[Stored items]
____

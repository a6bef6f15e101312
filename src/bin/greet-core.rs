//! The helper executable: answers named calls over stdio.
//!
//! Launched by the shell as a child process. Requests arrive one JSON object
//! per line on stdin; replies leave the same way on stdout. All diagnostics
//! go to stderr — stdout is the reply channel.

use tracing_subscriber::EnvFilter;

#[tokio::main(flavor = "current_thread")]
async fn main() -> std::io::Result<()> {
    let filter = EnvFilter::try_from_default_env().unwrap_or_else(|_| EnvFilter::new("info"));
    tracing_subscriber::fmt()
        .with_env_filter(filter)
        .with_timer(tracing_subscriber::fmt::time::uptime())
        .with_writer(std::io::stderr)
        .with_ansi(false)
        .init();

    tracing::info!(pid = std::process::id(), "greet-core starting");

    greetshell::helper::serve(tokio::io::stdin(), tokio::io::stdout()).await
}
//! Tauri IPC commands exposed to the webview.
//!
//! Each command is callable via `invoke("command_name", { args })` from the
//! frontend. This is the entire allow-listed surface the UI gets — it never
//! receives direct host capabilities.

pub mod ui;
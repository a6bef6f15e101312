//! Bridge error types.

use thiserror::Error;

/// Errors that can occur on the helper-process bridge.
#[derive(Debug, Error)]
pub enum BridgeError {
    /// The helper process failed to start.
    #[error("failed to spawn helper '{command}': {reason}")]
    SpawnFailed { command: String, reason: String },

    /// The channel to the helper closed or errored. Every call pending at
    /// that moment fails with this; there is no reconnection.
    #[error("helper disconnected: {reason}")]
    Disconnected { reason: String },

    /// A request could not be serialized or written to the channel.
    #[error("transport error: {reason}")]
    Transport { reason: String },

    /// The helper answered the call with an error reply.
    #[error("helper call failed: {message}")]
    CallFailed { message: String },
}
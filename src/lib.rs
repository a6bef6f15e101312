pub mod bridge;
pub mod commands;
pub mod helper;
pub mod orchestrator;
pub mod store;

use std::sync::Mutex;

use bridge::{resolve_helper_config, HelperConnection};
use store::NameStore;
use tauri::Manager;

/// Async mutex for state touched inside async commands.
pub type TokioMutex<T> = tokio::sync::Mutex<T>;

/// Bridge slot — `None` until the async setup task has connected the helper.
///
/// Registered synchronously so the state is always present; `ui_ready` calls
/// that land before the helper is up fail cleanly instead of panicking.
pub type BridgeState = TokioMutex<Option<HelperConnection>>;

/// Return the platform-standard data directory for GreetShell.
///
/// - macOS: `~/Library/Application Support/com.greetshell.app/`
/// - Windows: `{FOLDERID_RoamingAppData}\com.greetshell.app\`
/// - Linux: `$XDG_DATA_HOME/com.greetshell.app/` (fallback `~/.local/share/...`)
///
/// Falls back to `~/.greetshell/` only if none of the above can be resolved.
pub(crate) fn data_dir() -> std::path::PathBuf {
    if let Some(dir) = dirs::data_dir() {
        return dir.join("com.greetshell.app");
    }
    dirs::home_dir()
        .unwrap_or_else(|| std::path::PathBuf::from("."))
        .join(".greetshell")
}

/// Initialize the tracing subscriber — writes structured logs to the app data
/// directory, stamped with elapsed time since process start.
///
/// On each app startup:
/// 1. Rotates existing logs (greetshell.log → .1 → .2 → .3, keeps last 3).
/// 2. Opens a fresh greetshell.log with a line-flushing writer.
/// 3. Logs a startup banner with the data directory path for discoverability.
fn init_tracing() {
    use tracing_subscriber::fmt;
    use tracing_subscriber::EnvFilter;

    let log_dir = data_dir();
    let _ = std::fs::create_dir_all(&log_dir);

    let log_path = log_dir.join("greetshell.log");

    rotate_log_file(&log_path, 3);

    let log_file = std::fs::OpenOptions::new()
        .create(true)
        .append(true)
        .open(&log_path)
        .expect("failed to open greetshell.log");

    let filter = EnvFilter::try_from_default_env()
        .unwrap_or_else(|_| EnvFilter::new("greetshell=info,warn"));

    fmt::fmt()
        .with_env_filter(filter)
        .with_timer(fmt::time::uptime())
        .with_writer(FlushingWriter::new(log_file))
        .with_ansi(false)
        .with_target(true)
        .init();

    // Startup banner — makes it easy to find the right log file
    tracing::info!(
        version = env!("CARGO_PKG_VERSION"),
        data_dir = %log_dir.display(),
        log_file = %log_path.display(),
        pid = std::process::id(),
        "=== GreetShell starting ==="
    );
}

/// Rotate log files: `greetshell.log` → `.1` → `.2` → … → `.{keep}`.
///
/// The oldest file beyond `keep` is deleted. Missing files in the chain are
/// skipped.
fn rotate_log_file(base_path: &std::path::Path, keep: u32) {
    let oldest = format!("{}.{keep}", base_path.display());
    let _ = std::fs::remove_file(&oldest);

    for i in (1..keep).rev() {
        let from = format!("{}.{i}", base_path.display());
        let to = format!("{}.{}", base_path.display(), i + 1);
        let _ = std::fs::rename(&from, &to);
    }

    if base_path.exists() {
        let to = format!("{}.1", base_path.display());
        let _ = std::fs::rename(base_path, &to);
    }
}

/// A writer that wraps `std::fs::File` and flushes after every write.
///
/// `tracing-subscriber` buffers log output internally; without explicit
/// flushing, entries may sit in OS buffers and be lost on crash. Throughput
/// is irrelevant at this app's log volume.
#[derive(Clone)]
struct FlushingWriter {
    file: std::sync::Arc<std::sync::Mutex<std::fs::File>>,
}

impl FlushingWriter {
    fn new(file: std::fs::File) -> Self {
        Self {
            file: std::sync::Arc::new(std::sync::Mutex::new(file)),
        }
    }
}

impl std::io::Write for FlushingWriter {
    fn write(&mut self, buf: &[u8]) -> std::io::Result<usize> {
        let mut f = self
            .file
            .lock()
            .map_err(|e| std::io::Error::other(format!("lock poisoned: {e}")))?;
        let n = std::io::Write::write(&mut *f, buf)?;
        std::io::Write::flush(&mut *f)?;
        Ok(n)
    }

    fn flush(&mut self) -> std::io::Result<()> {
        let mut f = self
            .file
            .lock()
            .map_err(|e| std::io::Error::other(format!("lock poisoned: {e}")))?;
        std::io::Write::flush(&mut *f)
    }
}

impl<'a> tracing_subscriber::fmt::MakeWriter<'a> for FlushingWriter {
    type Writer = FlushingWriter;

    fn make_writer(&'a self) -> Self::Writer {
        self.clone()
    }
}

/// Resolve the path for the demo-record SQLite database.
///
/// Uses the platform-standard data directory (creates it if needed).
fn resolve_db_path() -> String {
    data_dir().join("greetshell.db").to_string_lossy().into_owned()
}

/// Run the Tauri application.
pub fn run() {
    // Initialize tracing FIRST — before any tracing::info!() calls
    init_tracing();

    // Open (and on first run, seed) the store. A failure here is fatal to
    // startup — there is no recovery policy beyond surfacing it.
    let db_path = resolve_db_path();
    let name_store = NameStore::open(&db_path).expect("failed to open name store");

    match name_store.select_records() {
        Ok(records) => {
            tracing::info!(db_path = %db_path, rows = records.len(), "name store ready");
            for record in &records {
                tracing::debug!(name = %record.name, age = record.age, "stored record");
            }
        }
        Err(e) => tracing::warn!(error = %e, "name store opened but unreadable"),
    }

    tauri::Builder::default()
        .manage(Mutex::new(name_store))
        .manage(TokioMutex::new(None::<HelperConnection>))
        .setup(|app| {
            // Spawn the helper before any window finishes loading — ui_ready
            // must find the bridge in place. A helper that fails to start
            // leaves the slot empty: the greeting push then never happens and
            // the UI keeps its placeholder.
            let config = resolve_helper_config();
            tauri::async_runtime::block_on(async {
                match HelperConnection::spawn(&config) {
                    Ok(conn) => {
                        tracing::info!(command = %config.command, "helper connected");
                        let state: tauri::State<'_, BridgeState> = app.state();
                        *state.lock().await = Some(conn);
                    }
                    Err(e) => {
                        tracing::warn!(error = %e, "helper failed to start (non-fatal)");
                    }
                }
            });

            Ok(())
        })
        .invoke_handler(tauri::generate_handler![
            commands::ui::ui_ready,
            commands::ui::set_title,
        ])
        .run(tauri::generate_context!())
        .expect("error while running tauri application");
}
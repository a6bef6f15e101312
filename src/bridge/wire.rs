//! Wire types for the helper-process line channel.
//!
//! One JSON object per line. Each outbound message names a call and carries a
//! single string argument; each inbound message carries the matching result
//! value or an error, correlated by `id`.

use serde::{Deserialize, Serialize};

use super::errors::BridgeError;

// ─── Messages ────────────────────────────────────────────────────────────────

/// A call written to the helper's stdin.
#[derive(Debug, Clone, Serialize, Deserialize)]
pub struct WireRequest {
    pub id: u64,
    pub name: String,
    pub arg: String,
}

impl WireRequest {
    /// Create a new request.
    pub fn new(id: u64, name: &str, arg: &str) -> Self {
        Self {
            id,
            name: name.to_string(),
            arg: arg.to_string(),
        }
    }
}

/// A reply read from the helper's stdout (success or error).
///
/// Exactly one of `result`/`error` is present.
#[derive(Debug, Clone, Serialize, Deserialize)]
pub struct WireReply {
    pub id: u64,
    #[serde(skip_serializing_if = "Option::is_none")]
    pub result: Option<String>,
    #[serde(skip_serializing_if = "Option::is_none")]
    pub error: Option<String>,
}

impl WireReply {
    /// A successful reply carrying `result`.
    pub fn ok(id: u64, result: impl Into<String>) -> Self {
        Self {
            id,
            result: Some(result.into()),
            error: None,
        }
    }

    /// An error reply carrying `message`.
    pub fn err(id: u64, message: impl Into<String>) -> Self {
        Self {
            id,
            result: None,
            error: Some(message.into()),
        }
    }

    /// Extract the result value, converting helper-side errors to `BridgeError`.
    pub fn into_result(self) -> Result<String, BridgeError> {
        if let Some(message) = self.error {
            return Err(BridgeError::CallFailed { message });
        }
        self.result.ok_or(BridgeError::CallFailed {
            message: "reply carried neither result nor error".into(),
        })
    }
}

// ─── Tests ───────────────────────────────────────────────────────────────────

____

-- About this task --
Check each line of the entries, and copy the ones that contain "present".

-- Written reply --
/// Registered synchronously so the state is always present; `ui_ready` calls
/// Exactly one of `result`/`error` is present.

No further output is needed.